We present the clinical and pathologic data from two patients with rapidly progressive glomerulonephritis in whom the unusual combination of antiglomerular basement membrane antibody and immune complex disease was observed. In both patients the diagnosis of antiglomerular basement membrane disease was confirmed by renal tissue immunofluorescence and by positive assays for circulating antiglomerular basement membrane antibody. Ultrastructural studies revealed membranous nephropathy in one patient. Our data from this patient suggested evolution of pre-existing membranous nephropathy into antiglomerular basement membrane disease. In the second patient electron microscopy of renal tissue demonstrated numerous subendothelial, mesangial, and subepithelial deposits.
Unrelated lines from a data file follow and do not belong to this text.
//! Internal event system
//!
//! The EventBus uses `tokio::sync::broadcast` to decouple mutations (CRUD
//! services, settlement engine) from whoever wants to observe them (audit
//! logging, tests counting settlements).
//!
//! # Architecture
//!
//! ```text
//! CRUD services ─────┐
//!                    ├──▶ EventBus::publish() ──▶ broadcast channel ──▶ subscribers
//! SettlementEngine ──┘
//! ```

use crate::entities::payment::PaymentStatus;
use chrono::{DateTime, Utc};
use serde::{Deserialize, Serialize};
use tokio::sync::broadcast;
use uuid::Uuid;

/// Events related to entity mutations (create, update, delete)
#[derive(Debug, Clone, Serialize, Deserialize)]
#[serde(tag = "action", rename_all = "snake_case")]
pub enum EntityEvent {
    Created {
        entity_type: String,
        entity_id: Uuid,
    },
    Updated {
        entity_type: String,
        entity_id: Uuid,
    },
    Deleted {
        entity_type: String,
        entity_id: Uuid,
    },
}

/// Which trigger performed a settlement
#[derive(Debug, Clone, Copy, PartialEq, Eq, Serialize, Deserialize)]
#[serde(rename_all = "snake_case")]
pub enum SettlementPath {
    /// The one-shot completion armed at creation
    Delayed,
    /// The periodic reconciliation sweep
    Sweep,
    /// An explicit call to `complete_if_pending`
    Direct,
}

/// Events related to payment status transitions
#[derive(Debug, Clone, Serialize, Deserialize)]
#[serde(tag = "action", rename_all = "snake_case")]
pub enum PaymentEvent {
    /// A PENDING payment reached a terminal status
    Settled {
        payment_id: Uuid,
        transaction_id: String,
        status: PaymentStatus,
        path: SettlementPath,
    },
    /// An operator forced a status
    StatusOverridden {
        payment_id: Uuid,
        from: PaymentStatus,
        to: PaymentStatus,
    },
}

/// Top-level event that wraps entity and payment events
#[derive(Debug, Clone, Serialize, Deserialize)]
#[serde(tag = "kind", rename_all = "snake_case")]
pub enum DomainEvent {
    Entity(EntityEvent),
    Payment(PaymentEvent),
}

impl DomainEvent {
    pub fn created(entity_type: &str, entity_id: Uuid) -> Self {
        DomainEvent::Entity(EntityEvent::Created {
            entity_type: entity_type.to_string(),
            entity_id,
        })
    }

    pub fn updated(entity_type: &str, entity_id: Uuid) -> Self {
        DomainEvent::Entity(EntityEvent::Updated {
            entity_type: entity_type.to_string(),
            entity_id,
        })
    }

    pub fn deleted(entity_type: &str, entity_id: Uuid) -> Self {
        DomainEvent::Entity(EntityEvent::Deleted {
            entity_type: entity_type.to_string(),
            entity_id,
        })
    }

    /// Get the id of the record this event relates to
    pub fn entity_id(&self) -> Uuid {
        match self {
            DomainEvent::Entity(e) => match e {
                EntityEvent::Created { entity_id, .. }
                | EntityEvent::Updated { entity_id, .. }
                | EntityEvent::Deleted { entity_id, .. } => *entity_id,
            },
            DomainEvent::Payment(p) => match p {
                PaymentEvent::Settled { payment_id, .. }
                | PaymentEvent::StatusOverridden { payment_id, .. } => *payment_id,
            },
        }
    }

    /// Get the action name
    pub fn action(&self) -> &str {
        match self {
            DomainEvent::Entity(e) => match e {
                EntityEvent::Created { .. } => "created",
                EntityEvent::Updated { .. } => "updated",
                EntityEvent::Deleted { .. } => "deleted",
            },
            DomainEvent::Payment(p) => match p {
                PaymentEvent::Settled { .. } => "settled",
                PaymentEvent::StatusOverridden { .. } => "status_overridden",
            },
        }
    }
}

/// Envelope wrapping an event with metadata
#[derive(Debug, Clone, Serialize, Deserialize)]
pub struct EventEnvelope {
    pub id: Uuid,
    pub timestamp: DateTime<Utc>,
    pub event: DomainEvent,
}

impl EventEnvelope {
    pub fn new(event: DomainEvent) -> Self {
        Self {
            id: Uuid::new_v4(),
            timestamp: Utc::now(),
            event,
        }
    }
}

/// Broadcast-based event bus
///
/// Cheap to clone (the sender is reference counted) and shared by every
/// service of a host.
#[derive(Debug, Clone)]
pub struct EventBus {
    sender: broadcast::Sender<EventEnvelope>,
}

impl EventBus {
    /// Create a new EventBus with the given channel capacity
    ///
    /// The capacity determines how many events can be buffered before
    /// slow receivers start losing events (lagged).
    pub fn new(capacity: usize) -> Self {
        let (sender, _) = broadcast::channel(capacity);
        Self { sender }
    }

    /// Publish an event to all subscribers
    ///
    /// Never fails. Without subscribers the event is dropped.
    /// Returns the number of receivers that will receive the event.
    pub fn publish(&self, event: DomainEvent) -> usize {
        let envelope = EventEnvelope::new(event);
        self.sender.send(envelope).unwrap_or(0)
    }

    /// Subscribe to all future events
    pub fn subscribe(&self) -> broadcast::Receiver<EventEnvelope> {
        self.sender.subscribe()
    }

    pub fn receiver_count(&self) -> usize {
        self.sender.receiver_count()
    }
}

impl Default for EventBus {
    fn default() -> Self {
        Self::new(1024)
    }
}

#[cfg(test)]
mod tests {
    use super::*;

    #[test]
    fn test_entity_event_serialization() {
        let event = DomainEvent::created("dealer", Uuid::new_v4());
        let json = serde_json::to_value(&event).unwrap();
        assert_eq!(json["kind"], "entity");
        assert_eq!(json["action"], "created");
        assert_eq!(json["entity_type"], "dealer");
    }

    #[test]
    fn test_payment_event_serialization() {
        let event = DomainEvent::Payment(PaymentEvent::Settled {
            payment_id: Uuid::new_v4(),
            transaction_id: "TXN1".to_string(),
            status: PaymentStatus::Success,
            path: SettlementPath::Sweep,
        });
        let json = serde_json::to_value(&event).unwrap();
        assert_eq!(json["kind"], "payment");
        assert_eq!(json["action"], "settled");
        assert_eq!(json["status"], "SUCCESS");
        assert_eq!(json["path"], "sweep");
    }

    #[tokio::test]
    async fn test_event_bus_publish_subscribe() {
        let bus = EventBus::new(16);
        let mut rx = bus.subscribe();

        let entity_id = Uuid::new_v4();
        assert_eq!(bus.publish(DomainEvent::deleted("vehicle", entity_id)), 1);

        let received = rx.recv().await.unwrap();
        assert_eq!(received.event.entity_id(), entity_id);
        assert_eq!(received.event.action(), "deleted");
    }

    #[tokio::test]
    async fn test_event_bus_multiple_subscribers() {
        let bus = EventBus::new(16);
        let mut rx1 = bus.subscribe();
        let mut rx2 = bus.subscribe();
        assert_eq!(bus.receiver_count(), 2);

        bus.publish(DomainEvent::updated("dealer", Uuid::new_v4()));

        let e1 = rx1.recv().await.unwrap();
        let e2 = rx2.recv().await.unwrap();
        assert_eq!(e1.id, e2.id);
    }

    #[test]
    fn test_event_bus_publish_without_subscribers() {
        let bus = EventBus::default();
        assert_eq!(bus.publish(DomainEvent::created("payment", Uuid::new_v4())), 0);
    }
}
It was impossible to ascertain in this patient whether antiglomerular basement membrane antibody or immune complex mediated injury was the primary pathogenetic event. Our data provide additional evidence for the rare clinical appearance of concurrent antiglomerular basement membrane and immune complex disease. Although the coexistence in both patients of antiglomerular basement membrane disease with immune complexes may have been coincidental, we think that this is unlikely. Rather our data suggest that the two mechanisms are causally related and that either one could have been the primary disease process.